Here are some random patterns to think about:

  • Hero’s quest: The hero receives a call to action, goes on an adventure, has trials and tribulations, allies and foes, nearly falls at the end, returns home to great reward.
  • Chick lit:  The girl has problem in life, there is a cute guy, the problem becomes much bigger, everything looks bleak, she pulls it together as she is smart, solves her problem and gets the guy.
  • Thriller: Personal stakes life/ family/career are high enough to make the reader sweaty, often internationally the protagonist is chased about, has a show down with the antagonist, and wins.
  • Murder mystery:  There is a closed setting, a murder weapon, a body, detectives, we then find out the motive, the villain, and tie it up. We can even model it in  a computer (model-based machine learning).
  • Bildungsroman: A sensitive soul suffers a loss or tragedy, journeys to fill that vacuum with experiences,  gains maturity gradually, struggles then accepts values of society.
  • Love story: Two people meet, hit it off, something gets in their way, they are separated, and get back together at the end. Or don’t (tragedy).

There are many others: rags to riches, revenge, forbidden love, unrequited love, sacrifice, rivalry, disaster, recovery from grief, transformation, and so on.

Sometimes these patterns are combined into bigger patterns and in a different world created on another planet or fantasy land, or supernatural events occur. However, even if the landscape and events seems totally alien or paranormal, the emotions and behaviour of the characters are always human, always meaningful, and can always resonate.

If they don’t, we stop reading.

Formula or familiarity

It may seem formulaic but Christopher Vogler says in his book The Writer’s Journey: Unconventional art does not intersect with commonly held patterns of experience.

Rather like design, a certain amount of form is necessary to reach a wider audience who will expect to enjoy it so long as it has something fresh going on within the constraints of the formula.

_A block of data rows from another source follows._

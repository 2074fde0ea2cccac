//! Contract Test: Diff Idempotence & Normalization
//!
//! Constraints verified:
//! - A converged object produces no operations and no network writes
//! - Set fields are patched element by element, in schema order
//! - Empty string and null are the same value for null-equivalent fields
//!
//! If this test fails, every reconciliation would rewrite the server.

mod common;

use common::*;
use dirconf_core::{AttributeValue, PatchOperation, ResourceIdentity};
use serde_json::json;

fn handler_plan(enabled: bool, recipients: &[&str]) -> serde_json::Value {
    json!({
        "type": "smtp",
        "enabled": enabled,
        "senderAddress": "ds@example.com",
        "recipientAddress": recipients,
        "messageSubject": "Alert %%alert-type%%",
        "messageBody": "%%alert-message%%",
    })
}

#[tokio::test]
async fn scenario_plan_is_replace_then_add() {
    let schemas = registry();
    let client = InMemoryConfigClient::new(schemas.clone());
    let id = ResourceIdentity::new("alert-handler", ["ops-mail"]);
    client.put(&id, smtp_handler(false, &["a@x.com"]));

    let (reconciler, _events) = reconciler(&client, &schemas);

    let observed = match reconciler.read(&id).await.unwrap() {
        dirconf_core::ReadOutcome::Observed(observed) => observed,
        other => panic!("expected object, got {:?}", other),
    };
    let desired = plan(
        &schemas,
        "alert-handler",
        handler_plan(true, &["a@x.com", "b@x.com"]),
    );

    let operations = reconciler.plan(&id, &desired, Some(&observed)).unwrap();
    assert_eq!(
        operations,
        vec![
            PatchOperation::replace("enabled", true),
            PatchOperation::add("recipientAddress", "b@x.com"),
        ]
    );
}

#[tokio::test]
async fn second_reconcile_is_a_no_op() {
    let schemas = registry();
    let client = InMemoryConfigClient::new(schemas.clone());
    let id = ResourceIdentity::new("alert-handler", ["ops-mail"]);
    client.put(&id, smtp_handler(false, &["a@x.com"]));

    let (reconciler, _events) = reconciler(&client, &schemas);
    let desired = plan(
        &schemas,
        "alert-handler",
        handler_plan(true, &["a@x.com", "b@x.com"]),
    );

    let first = reconciler.reconcile(&id, &desired, None).await.unwrap();
    assert_eq!(client.apply_call_count(), 1);
    assert_eq!(first.get("enabled"), Some(&AttributeValue::Bool(true)));

    let second = reconciler.reconcile(&id, &desired, Some(&first)).await.unwrap();
    assert_eq!(
        client.apply_call_count(),
        1,
        "Converged object must not be patched again"
    );
    assert_eq!(second, first);

    // Nothing left to do against the freshly converged state
    assert!(reconciler.plan(&id, &desired, Some(&second)).unwrap().is_empty());
}

#[tokio::test]
async fn update_with_empty_diff_makes_no_network_call() {
    let schemas = registry();
    let client = InMemoryConfigClient::new(schemas.clone());
    let id = ResourceIdentity::new("alert-handler", ["ops-mail"]);
    let (reconciler, _events) = reconciler(&client, &schemas);

    let state = plan(&schemas, "alert-handler", handler_plan(true, &["a@x.com"]))
        .with("asynchronous", false)
        .with("enabledAlertSeverity", AttributeValue::set(["error"]));
    let desired = plan(&schemas, "alert-handler", handler_plan(true, &["a@x.com"]));

    let result = reconciler.update(&id, &desired, &state).await.unwrap();

    assert_eq!(result, state);
    assert_eq!(client.fetch_call_count(), 0);
    assert_eq!(client.apply_call_count(), 0);
}

#[tokio::test]
async fn empty_string_on_server_matches_null_plan() {
    let schemas = registry();
    let client = InMemoryConfigClient::new(schemas.clone());
    let id = ResourceIdentity::new("alert-handler", ["ops-mail"]);

    // The server reports a cleared description as ""
    let mut stored = smtp_handler(true, &["a@x.com"]);
    stored["description"] = json!("");
    client.put(&id, stored);

    let (reconciler, _events) = reconciler(&client, &schemas);

    let mut desired = handler_plan(true, &["a@x.com"]);
    desired["description"] = serde_json::Value::Null;
    let desired = plan(&schemas, "alert-handler", desired);

    reconciler.reconcile(&id, &desired, None).await.unwrap();
    assert_eq!(client.apply_call_count(), 0);
}

#[tokio::test]
async fn set_order_and_duplicates_on_server_are_ignored() {
    let schemas = registry();
    let client = InMemoryConfigClient::new(schemas.clone());
    let id = ResourceIdentity::new("alert-handler", ["ops-mail"]);
    client.put(&id, smtp_handler(true, &["b@x.com", "a@x.com", "b@x.com"]));

    let (reconciler, _events) = reconciler(&client, &schemas);
    let desired = plan(
        &schemas,
        "alert-handler",
        handler_plan(true, &["a@x.com", "b@x.com"]),
    );

    reconciler.reconcile(&id, &desired, None).await.unwrap();
    assert_eq!(client.apply_call_count(), 0);
}

#[tokio::test]
async fn list_reorder_is_one_whole_replace() {
    let schemas = registry();
    let client = InMemoryConfigClient::new(schemas.clone());
    let id = ResourceIdentity::new("alert-handler", ["script"]);
    client.put(
        &id,
        json!({
            "type": "groovy-scripted",
            "enabled": true,
            "scriptClass": "com.example.Alerts",
            "scriptArgument": ["a=1", "b=2"],
        }),
    );

    let (reconciler, _events) = reconciler(&client, &schemas);
    let desired = plan(
        &schemas,
        "alert-handler",
        json!({
            "type": "groovy-scripted",
            "enabled": true,
            "scriptClass": "com.example.Alerts",
            "scriptArgument": ["b=2", "a=1"],
        }),
    );

    reconciler.reconcile(&id, &desired, None).await.unwrap();

    assert_eq!(
        client.patches(),
        vec![vec![PatchOperation::replace(
            "scriptArgument",
            AttributeValue::list(["b=2", "a=1"])
        )]]
    );
}

#[tokio::test]
async fn event_delivery_never_blocks_reconciliation() {
    let schemas = registry();
    let client = InMemoryConfigClient::new(schemas.clone());
    let first = ResourceIdentity::new("alert-handler", ["ops-mail"]);
    let second = ResourceIdentity::new("alert-handler", ["pager"]);
    client.put(&first, smtp_handler(false, &["a@x.com"]));
    client.put(&second, smtp_handler(false, &["a@x.com"]));
    let desired = plan(&schemas, "alert-handler", handler_plan(true, &["a@x.com"]));

    // A full channel drops events
    let (reconciler, mut events) = reconciler_with(
        &client,
        &schemas,
        dirconf_core::ReconcilerConfig {
            event_channel_capacity: 1,
            ..Default::default()
        },
    );
    reconciler.reconcile(&first, &desired, None).await.unwrap();
    assert_eq!(drain_events(&mut events).len(), 1);

    // So does a receiver nobody listens on any more
    drop(events);
    reconciler.reconcile(&second, &desired, None).await.unwrap();

    assert_eq!(client.apply_call_count(), 2);
    assert_eq!(client.get(&second).unwrap()["enabled"], json!(true));
}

Vogler says that film studios use story design principles to evaluate scripts because they do so many, and the stories which capture us as an audience, capture our shared experiences:

We are all looking for ourselves in a dark wood, in the mirror of others, in the stories of life...

Which is why when we pick up a book or watch a film, we want to connect to a story which has meaning for us or at least for the characters in it, and that meaning is found in structure.